**WHAT YOU WILL DO:** In the records that follow, show each line where the word "Instant" is present.
━━━━━ RAW DATA ━━━━━
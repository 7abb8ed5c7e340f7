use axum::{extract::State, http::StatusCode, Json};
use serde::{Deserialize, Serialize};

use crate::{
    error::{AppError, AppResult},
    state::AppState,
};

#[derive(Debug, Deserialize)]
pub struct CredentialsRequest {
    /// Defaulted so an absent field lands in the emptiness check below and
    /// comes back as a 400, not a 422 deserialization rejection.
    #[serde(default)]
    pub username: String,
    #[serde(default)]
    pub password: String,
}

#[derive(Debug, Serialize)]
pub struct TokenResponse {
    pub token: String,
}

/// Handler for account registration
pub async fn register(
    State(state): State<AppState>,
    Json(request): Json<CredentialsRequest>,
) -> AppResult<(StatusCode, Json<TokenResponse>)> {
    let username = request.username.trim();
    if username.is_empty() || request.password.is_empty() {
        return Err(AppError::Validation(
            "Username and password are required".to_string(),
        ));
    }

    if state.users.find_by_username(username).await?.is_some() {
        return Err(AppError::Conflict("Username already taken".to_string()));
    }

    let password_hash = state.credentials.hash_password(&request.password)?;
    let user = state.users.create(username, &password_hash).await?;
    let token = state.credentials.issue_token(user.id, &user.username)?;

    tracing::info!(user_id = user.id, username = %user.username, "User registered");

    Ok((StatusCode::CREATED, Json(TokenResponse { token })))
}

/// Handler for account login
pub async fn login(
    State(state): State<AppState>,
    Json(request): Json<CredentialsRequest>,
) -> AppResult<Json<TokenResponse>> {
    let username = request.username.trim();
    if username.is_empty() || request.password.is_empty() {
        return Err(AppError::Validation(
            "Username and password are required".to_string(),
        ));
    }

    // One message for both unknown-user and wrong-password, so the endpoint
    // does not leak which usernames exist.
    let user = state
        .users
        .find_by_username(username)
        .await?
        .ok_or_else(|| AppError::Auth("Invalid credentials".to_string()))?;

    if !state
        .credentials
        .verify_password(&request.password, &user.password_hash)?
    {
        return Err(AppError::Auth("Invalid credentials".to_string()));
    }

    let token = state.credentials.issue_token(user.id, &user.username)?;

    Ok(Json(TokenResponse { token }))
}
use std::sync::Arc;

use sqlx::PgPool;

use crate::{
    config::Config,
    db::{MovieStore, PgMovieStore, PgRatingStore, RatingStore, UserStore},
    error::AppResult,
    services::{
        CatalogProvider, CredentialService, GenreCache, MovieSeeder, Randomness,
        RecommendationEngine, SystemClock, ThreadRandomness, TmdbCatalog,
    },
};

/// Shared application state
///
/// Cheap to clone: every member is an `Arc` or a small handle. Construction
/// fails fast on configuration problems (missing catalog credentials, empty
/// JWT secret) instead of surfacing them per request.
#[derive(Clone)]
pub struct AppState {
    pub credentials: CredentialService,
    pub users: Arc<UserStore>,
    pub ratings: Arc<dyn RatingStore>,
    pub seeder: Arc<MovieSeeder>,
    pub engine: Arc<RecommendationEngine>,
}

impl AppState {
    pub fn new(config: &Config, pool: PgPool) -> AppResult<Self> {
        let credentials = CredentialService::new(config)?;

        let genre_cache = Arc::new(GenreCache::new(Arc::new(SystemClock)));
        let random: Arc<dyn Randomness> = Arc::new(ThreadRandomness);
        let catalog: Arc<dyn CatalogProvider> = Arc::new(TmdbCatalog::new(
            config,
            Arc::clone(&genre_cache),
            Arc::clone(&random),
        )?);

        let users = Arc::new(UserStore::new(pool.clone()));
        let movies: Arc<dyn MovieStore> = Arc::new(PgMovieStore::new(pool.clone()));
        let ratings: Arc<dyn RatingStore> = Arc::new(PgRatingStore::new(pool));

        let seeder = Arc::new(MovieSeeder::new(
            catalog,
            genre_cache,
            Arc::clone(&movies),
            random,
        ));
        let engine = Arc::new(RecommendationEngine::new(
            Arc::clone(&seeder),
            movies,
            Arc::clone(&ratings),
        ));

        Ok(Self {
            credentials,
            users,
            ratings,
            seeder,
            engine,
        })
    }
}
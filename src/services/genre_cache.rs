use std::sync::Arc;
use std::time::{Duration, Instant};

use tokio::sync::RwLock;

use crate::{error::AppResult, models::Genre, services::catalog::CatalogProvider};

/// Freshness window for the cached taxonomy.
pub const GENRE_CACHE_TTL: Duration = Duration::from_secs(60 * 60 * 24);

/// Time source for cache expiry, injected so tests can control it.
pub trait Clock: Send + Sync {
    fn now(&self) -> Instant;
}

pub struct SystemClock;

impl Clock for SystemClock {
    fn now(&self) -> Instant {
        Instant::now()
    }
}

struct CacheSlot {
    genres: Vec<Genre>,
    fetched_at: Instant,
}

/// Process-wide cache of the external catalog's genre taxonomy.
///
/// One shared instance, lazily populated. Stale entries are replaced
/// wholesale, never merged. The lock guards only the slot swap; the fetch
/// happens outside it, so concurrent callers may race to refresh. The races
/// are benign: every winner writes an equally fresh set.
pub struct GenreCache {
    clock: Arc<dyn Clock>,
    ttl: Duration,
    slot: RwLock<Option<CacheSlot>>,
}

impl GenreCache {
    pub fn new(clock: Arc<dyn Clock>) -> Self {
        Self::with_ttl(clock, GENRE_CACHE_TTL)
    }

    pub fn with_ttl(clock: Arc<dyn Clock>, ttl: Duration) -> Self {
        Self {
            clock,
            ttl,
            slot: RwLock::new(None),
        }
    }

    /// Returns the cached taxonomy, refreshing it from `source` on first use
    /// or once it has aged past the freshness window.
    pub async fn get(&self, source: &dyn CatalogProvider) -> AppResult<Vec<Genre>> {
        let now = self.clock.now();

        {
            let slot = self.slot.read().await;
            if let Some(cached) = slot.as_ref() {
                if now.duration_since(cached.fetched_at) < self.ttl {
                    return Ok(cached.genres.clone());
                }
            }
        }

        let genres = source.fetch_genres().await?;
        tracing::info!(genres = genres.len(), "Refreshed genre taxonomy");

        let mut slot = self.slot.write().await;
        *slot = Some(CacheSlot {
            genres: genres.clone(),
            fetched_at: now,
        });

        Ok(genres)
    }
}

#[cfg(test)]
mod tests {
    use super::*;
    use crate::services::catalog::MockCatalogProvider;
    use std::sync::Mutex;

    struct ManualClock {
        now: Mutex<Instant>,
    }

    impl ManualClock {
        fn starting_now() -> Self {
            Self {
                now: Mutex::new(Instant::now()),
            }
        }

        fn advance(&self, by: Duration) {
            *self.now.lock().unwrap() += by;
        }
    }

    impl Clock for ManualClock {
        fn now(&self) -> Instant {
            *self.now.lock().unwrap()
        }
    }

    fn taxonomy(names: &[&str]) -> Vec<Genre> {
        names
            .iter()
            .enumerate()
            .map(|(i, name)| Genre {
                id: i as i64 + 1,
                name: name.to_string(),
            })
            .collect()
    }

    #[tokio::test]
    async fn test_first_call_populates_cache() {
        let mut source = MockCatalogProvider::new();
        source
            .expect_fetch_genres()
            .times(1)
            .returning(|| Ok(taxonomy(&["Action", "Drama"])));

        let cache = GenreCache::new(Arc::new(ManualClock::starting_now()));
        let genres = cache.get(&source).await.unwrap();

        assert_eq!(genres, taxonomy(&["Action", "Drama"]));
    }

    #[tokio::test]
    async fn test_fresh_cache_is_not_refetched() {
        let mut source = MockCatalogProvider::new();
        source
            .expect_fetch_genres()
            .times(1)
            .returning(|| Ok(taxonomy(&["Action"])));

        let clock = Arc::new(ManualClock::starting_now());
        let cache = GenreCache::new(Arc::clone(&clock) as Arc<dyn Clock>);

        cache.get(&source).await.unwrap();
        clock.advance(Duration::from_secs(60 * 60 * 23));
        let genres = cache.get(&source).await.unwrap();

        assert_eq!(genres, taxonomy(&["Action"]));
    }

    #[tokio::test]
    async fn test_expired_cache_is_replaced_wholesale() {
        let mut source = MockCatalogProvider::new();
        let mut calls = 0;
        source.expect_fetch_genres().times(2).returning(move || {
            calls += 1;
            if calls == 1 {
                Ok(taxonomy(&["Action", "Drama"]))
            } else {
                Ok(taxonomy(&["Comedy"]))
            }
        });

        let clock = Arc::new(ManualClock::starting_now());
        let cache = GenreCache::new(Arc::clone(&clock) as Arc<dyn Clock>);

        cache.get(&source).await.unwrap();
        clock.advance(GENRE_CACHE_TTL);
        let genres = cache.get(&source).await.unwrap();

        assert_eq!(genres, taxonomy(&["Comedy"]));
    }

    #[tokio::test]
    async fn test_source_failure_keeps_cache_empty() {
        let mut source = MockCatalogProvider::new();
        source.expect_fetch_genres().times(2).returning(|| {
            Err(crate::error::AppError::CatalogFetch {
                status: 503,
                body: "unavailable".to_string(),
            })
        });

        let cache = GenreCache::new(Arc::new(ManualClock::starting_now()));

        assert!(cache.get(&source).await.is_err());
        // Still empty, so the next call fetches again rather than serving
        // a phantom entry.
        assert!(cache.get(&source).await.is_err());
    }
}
━━━━━
**RESPONSE BOX:**
use std::time::{Duration, Instant};
    fn now(&self) -> Instant;
    fn now(&self) -> Instant {
        Instant::now()
    fetched_at: Instant,
        now: Mutex<Instant>,
                now: Mutex::new(Instant::now()),
        fn now(&self) -> Instant {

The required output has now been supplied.